Perched on the eastern edge of the Shimabara Peninsula, this five-storied, white castle is a key feature of Shimabara city.
What most don’t realize, however, is that the castle today is actually a 1964 concrete replica. The original Shimabara Castle was built in 1618 under the rule of feudal lord Matsukura Shigemasa, despite there being two preexisting castles in the area.
The costs of this pricey new castle fell on the peasant class by raising taxes. It caused such a strain on the local populace that it was one of the factors behind the Shimabara Rebellion erupting from 1637 to 1638. The castle survived the rebellion largely unscathed and remained in use until the Meiji Period.
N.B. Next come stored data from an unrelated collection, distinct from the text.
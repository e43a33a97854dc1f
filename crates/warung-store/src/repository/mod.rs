//! # Repository Module
//!
//! Owned record lists behind a small, typed API.
//!
//! ## Repository Pattern
//! ```text
//! ┌─────────────────────────────────────────────────────────────────────────┐
//! │                                                                         │
//! │  Books::record_expense()                                               │
//! │       │                                                                 │
//! │       │  store.expenses_mut().insert(expense)                          │
//! │       ▼                                                                 │
//! │  RecordRepository<Expense>                                             │
//! │  ├── insert(&mut self, record)     newest first                        │
//! │  ├── get(&self, id)                                                    │
//! │  ├── delete(&mut self, id)                                             │
//! │  ├── list(&self)                                                       │
//! │  └── filter(&self, &ExpenseFilter)                                     │
//! │       │                                                                 │
//! │       ▼                                                                 │
//! │  Vec<Expense>                                                          │
//! │                                                                         │
//! └─────────────────────────────────────────────────────────────────────────┘
//! ```
//!
//! ## Available Repositories
//!
//! - [`ProductRepository`] - catalog, search, stock movements
//! - [`TransactionRepository`], [`PurchaseRepository`], [`ExpenseRepository`],
//!   [`JournalRepository`] - append-and-delete record lists

pub mod filter;
pub mod product;

use tracing::debug;
use warung_core::{Expense, JournalEntry, Purchase, Transaction};

use crate::error::{StoreError, StoreResult};

pub use filter::{ExpenseFilter, JournalFilter, ProductFilter, PurchaseFilter, TransactionFilter};
pub use product::ProductRepository;

/// A record that lives in a [`RecordRepository`].
pub trait Record: Clone {
    /// Entity name used in `NotFound` errors.
    const ENTITY: &'static str;

    fn id(&self) -> &str;
}

impl Record for Transaction {
    const ENTITY: &'static str = "Transaction";

    fn id(&self) -> &str {
        &self.id
    }
}

impl Record for Purchase {
    const ENTITY: &'static str = "Purchase";

    fn id(&self) -> &str {
        &self.id
    }
}

impl Record for Expense {
    const ENTITY: &'static str = "Expense";

    fn id(&self) -> &str {
        &self.id
    }
}

impl Record for JournalEntry {
    const ENTITY: &'static str = "Journal entry";

    fn id(&self) -> &str {
        &self.id
    }
}

/// A predicate used by list screens.
pub trait RecordFilter<T> {
    fn matches(&self, record: &T) -> bool;
}

/// Record list, newest first.
#[derive(Debug, Clone)]
pub struct RecordRepository<T> {
    records: Vec<T>,
}

impl<T> Default for RecordRepository<T> {
    fn default() -> Self {
        RecordRepository {
            records: Vec::new(),
        }
    }
}

pub type TransactionRepository = RecordRepository<Transaction>;
pub type PurchaseRepository = RecordRepository<Purchase>;
pub type ExpenseRepository = RecordRepository<Expense>;
pub type JournalRepository = RecordRepository<JournalEntry>;

impl<T: Record> RecordRepository<T> {
    pub fn new() -> Self {
        RecordRepository::default()
    }

    /// Stores `record` at the front of the list and returns a copy.
    pub fn insert(&mut self, record: T) -> T {
        debug!(entity = T::ENTITY, id = %record.id(), "Inserting record");
        self.records.insert(0, record.clone());
        record
    }

    pub fn get(&self, id: &str) -> StoreResult<&T> {
        self.records
            .iter()
            .find(|r| r.id() == id)
            .ok_or_else(|| StoreError::not_found(T::ENTITY, id))
    }

    /// Removes and returns the record.
    pub fn delete(&mut self, id: &str) -> StoreResult<T> {
        debug!(entity = T::ENTITY, id = %id, "Deleting record");
        let index = self
            .records
            .iter()
            .position(|r| r.id() == id)
            .ok_or_else(|| StoreError::not_found(T::ENTITY, id))?;
        Ok(self.records.remove(index))
    }

    pub fn list(&self) -> &[T] {
        &self.records
    }

    pub fn filter<F: RecordFilter<T>>(&self, filter: &F) -> Vec<&T> {
        let matched: Vec<&T> = self.records.iter().filter(|r| filter.matches(r)).collect();
        debug!(
            entity = T::ENTITY,
            total = self.records.len(),
            matched = matched.len(),
            "Filtered records"
        );
        matched
    }

    pub fn len(&self) -> usize {
        self.records.len()
    }

    pub fn is_empty(&self) -> bool {
        self.records.is_empty()
    }
}
//! # Money Module
//!
//! Provides the `Money` type for rupiah amounts.
//!
//! ## Why Integer Money?
//! ```text
//! ┌─────────────────────────────────────────────────────────────────────────┐
//! │  THE FLOATING POINT PROBLEM                                             │
//! │                                                                         │
//! │  In floating point:                                                     │
//! │    0.1 + 0.2 = 0.30000000000000004  ❌ WRONG!                           │
//! │    cost × 1.3 drifts by fractions of a rupiah before rounding           │
//! │                                                                         │
//! │  OUR SOLUTION: Integer Rupiah                                           │
//! │    Rupiah has no minor unit in everyday use, so one unit = Rp 1.        │
//! │    Percentages are basis points with explicit rounding.                 │
//! │                                                                         │
//! └─────────────────────────────────────────────────────────────────────────┘
//! ```
//!
//! ## Usage
//! ```rust
//! use warung_core::money::Money;
//!
//! let price = Money::from_rupiah(12_500);
//! let line = price.multiply_quantity(3);
//! assert_eq!(line.rupiah(), 37_500);
//! assert_eq!(line.to_string(), "Rp 37.500");
//! ```

use serde::{Deserialize, Serialize};
use std::fmt;
use std::iter::Sum;
use std::str::FromStr;
use std::ops::{Add, AddAssign, Mul, Neg, Sub, SubAssign};
use ts_rs::TS;

use crate::error::ValidationError;
use crate::MAX_AMOUNT;

// =============================================================================
// Money Type
// =============================================================================

/// A rupiah amount.
///
/// ## Design Decisions
/// - **i64 (signed)**: net income, cash movement and equity can be negative
/// - **Single field tuple struct**: zero-cost abstraction over i64
/// - **Transparent serde**: serialises as a plain number
/// - **Saturating ops**: totals pin at the i64 bounds rather than wrap
///
/// ## Where Money is Used
/// ```text
/// Product.price ──► CartItem.price ──► Transaction.amount ──► JournalLine
///                                              │
///                                              ▼
///                              FinancialSummary / BalanceSheet
/// ```
#[derive(
    Debug, Clone, Copy, PartialEq, Eq, PartialOrd, Ord, Hash, Default, Serialize, Deserialize, TS,
)]
#[serde(transparent)]
#[ts(export)]
pub struct Money(i64);

impl Money {
    /// Creates a Money value from whole rupiah.
    #[inline]
    pub const fn from_rupiah(rupiah: i64) -> Self {
        Money(rupiah)
    }

    /// Returns the value in whole rupiah.
    #[inline]
    pub const fn rupiah(&self) -> i64 {
        self.0
    }

    /// Returns zero money value.
    #[inline]
    pub const fn zero() -> Self {
        Money(0)
    }

    /// Checks if the value is zero.
    #[inline]
    pub const fn is_zero(&self) -> bool {
        self.0 == 0
    }

    /// Checks if the value is positive (greater than zero).
    #[inline]
    pub const fn is_positive(&self) -> bool {
        self.0 > 0
    }

    /// Checks if the value is negative (less than zero).
    #[inline]
    pub const fn is_negative(&self) -> bool {
        self.0 < 0
    }

    /// Returns the absolute value.
    #[inline]
    pub const fn abs(&self) -> Self {
        Money(self.0.abs())
    }

    /// Clamps negative amounts to zero.
    ///
    /// The synthetic cash balance is shown as `max(0, cash)`.
    #[inline]
    pub const fn non_negative(&self) -> Self {
        if self.0 < 0 {
            Money(0)
        } else {
            Money(self.0)
        }
    }

    /// Multiplies money by a quantity.
    ///
    /// ## Example
    /// ```rust
    /// use warung_core::money::Money;
    ///
    /// let unit_price = Money::from_rupiah(3_500);
    /// assert_eq!(unit_price.multiply_quantity(4).rupiah(), 14_000);
    /// ```
    #[inline]
    pub const fn multiply_quantity(&self, qty: i64) -> Self {
        Money(self.0.saturating_mul(qty))
    }

    /// Returns `bps / 10000` of this amount, rounded half away from zero.
    ///
    /// ## Example
    /// ```rust
    /// use warung_core::money::Money;
    ///
    /// // 10% of Rp 12.345 = Rp 1.234,5 → Rp 1.235
    /// assert_eq!(Money::from_rupiah(12_345).percentage(1000).rupiah(), 1_235);
    /// ```
    pub fn percentage(&self, bps: u32) -> Money {
        // i128 keeps large ledgers from overflowing before the division
        let scaled = self.0 as i128 * bps as i128;
        let half = if scaled < 0 { -5000 } else { 5000 };
        Money(((scaled + half) / 10000) as i64)
    }

    /// Adds a percentage markup, e.g. the 30% selling-price markup on restock.
    ///
    /// ## Example
    /// ```rust
    /// use warung_core::money::Money;
    ///
    /// assert_eq!(Money::from_rupiah(12_500).apply_markup(3000).rupiah(), 16_250);
    /// ```
    pub fn apply_markup(&self, bps: u32) -> Money {
        *self + self.percentage(bps)
    }

    /// Parses an amount typed by a cashier.
    ///
    /// ## Accepted Forms
    /// ```text
    /// "150000"       → Rp 150.000
    /// "150.000"      → Rp 150.000   (Indonesian thousands separator)
    /// "Rp 150.000"   → Rp 150.000
    /// "50rb" / "50k" → Rp 50.000
    /// "2jt"          → Rp 2.000.000
    /// ```
    pub fn parse(input: &str) -> Result<Money, ValidationError> {
        let invalid = || ValidationError::invalid_format("amount", format!("'{}'", input.trim()));

        let mut text = input.trim().to_lowercase();
        if let Some(rest) = text.strip_prefix("rp") {
            text = rest.trim_start_matches('.').trim().to_string();
        }

        let (negative, body) = match text.strip_prefix('-') {
            Some(rest) => (true, rest.trim()),
            None => (false, text.as_str()),
        };

        let (digits, multiplier) = if let Some(d) = body.strip_suffix("rb") {
            (d, 1_000)
        } else if let Some(d) = body.strip_suffix('k') {
            (d, 1_000)
        } else if let Some(d) = body.strip_suffix("jt") {
            (d, 1_000_000)
        } else {
            (body, 1)
        };

        let digits: String = digits.trim().chars().filter(|c| *c != '.').collect();
        if digits.is_empty() || !digits.chars().all(|c| c.is_ascii_digit()) {
            return Err(invalid());
        }

        let value: i64 = digits.parse().map_err(|_| invalid())?;
        let value = value.checked_mul(multiplier).ok_or_else(invalid)?;
        if value > MAX_AMOUNT {
            return Err(ValidationError::OutOfRange {
                field: "amount".to_string(),
                min: -MAX_AMOUNT,
                max: MAX_AMOUNT,
            });
        }
        Ok(Money(if negative { -value } else { value }))
    }
}

// =============================================================================
// Trait Implementations
// =============================================================================

/// Indonesian formatting: `Rp 1.234.567`, `-Rp 5.000`.
impl fmt::Display for Money {
    fn fmt(&self, f: &mut fmt::Formatter<'_>) -> fmt::Result {
        let digits = self.0.unsigned_abs().to_string();
        let mut grouped = String::with_capacity(digits.len() + digits.len() / 3);
        for (i, ch) in digits.chars().enumerate() {
            if i > 0 && (digits.len() - i) % 3 == 0 {
                grouped.push('.');
            }
            grouped.push(ch);
        }

        let sign = if self.0 < 0 { "-" } else { "" };
        write!(f, "{}Rp {}", sign, grouped)
    }
}

impl FromStr for Money {
    type Err = ValidationError;

    fn from_str(s: &str) -> Result<Self, Self::Err> {
        Money::parse(s)
    }
}

impl Add for Money {
    type Output = Self;

    #[inline]
    fn add(self, other: Self) -> Self {
        Money(self.0.saturating_add(other.0))
    }
}

impl AddAssign for Money {
    #[inline]
    fn add_assign(&mut self, other: Self) {
        self.0 = self.0.saturating_add(other.0);
    }
}

impl Sub for Money {
    type Output = Self;

    #[inline]
    fn sub(self, other: Self) -> Self {
        Money(self.0.saturating_sub(other.0))
    }
}

impl SubAssign for Money {
    #[inline]
    fn sub_assign(&mut self, other: Self) {
        self.0 = self.0.saturating_sub(other.0);
    }
}

impl Neg for Money {
    type Output = Self;

    #[inline]
    fn neg(self) -> Self {
        Money(self.0.saturating_neg())
    }
}

/// Multiplication by a quantity.
impl Mul<i64> for Money {
    type Output = Self;

    #[inline]
    fn mul(self, qty: i64) -> Self {
        self.multiply_quantity(qty)
    }
}

impl Sum for Money {
    fn sum<I: Iterator<Item = Money>>(iter: I) -> Self {
        iter.fold(Money::zero(), Add::add)
    }
}

impl<'a> Sum<&'a Money> for Money {
    fn sum<I: Iterator<Item = &'a Money>>(iter: I) -> Self {
        iter.copied().sum()
    }
}

// =============================================================================
// Unit Tests
// =============================================================================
In 1876, its structures were dismantled and the lands gained second uses as farmland and school grounds.
Within the castle walls you can find exhibits on Nagasaki’s Christian history, Shimabara’s local history, as well as folklore on the castle’s lower three floors. On the fifth floor, there’s an observation deck that looks out towards the volcanic Mt. Unzen and the Ariake Sea.
The castle grounds are also home to the Seibo Memorial Hall. Dedicated to legendary local sculptor Seibo Kitamura, who created Nagasaki Peace Park’s Peace Statue, the hall features a collection of his sketches, models, and statues.
Shimabara’s grounds offer perfect photo-ops if you’re hoping to capture the classic Japan shot of a tiered castle framed by flowers. Cherry trees line the castle perimeter, making it one of the most popular sites in Nagasaki prefecture to view cherry blossoms in spring. There’s also a deep moat surrounding the central castle grounds, where you can spot irises in the spring and lotuses in the summer.
Many festivals and events revolve around the castle, such as the annual Shimabara Onsen Shiranui Festival. Held in October, it’s set in motion with a Takigi Noh (Bonfire Noh) performance. Audiences get to watch a classic Noh play staged before the castle as it would have been experienced centuries earlier. Typically, organizers reserve decent seats for foreign guests, free of charge.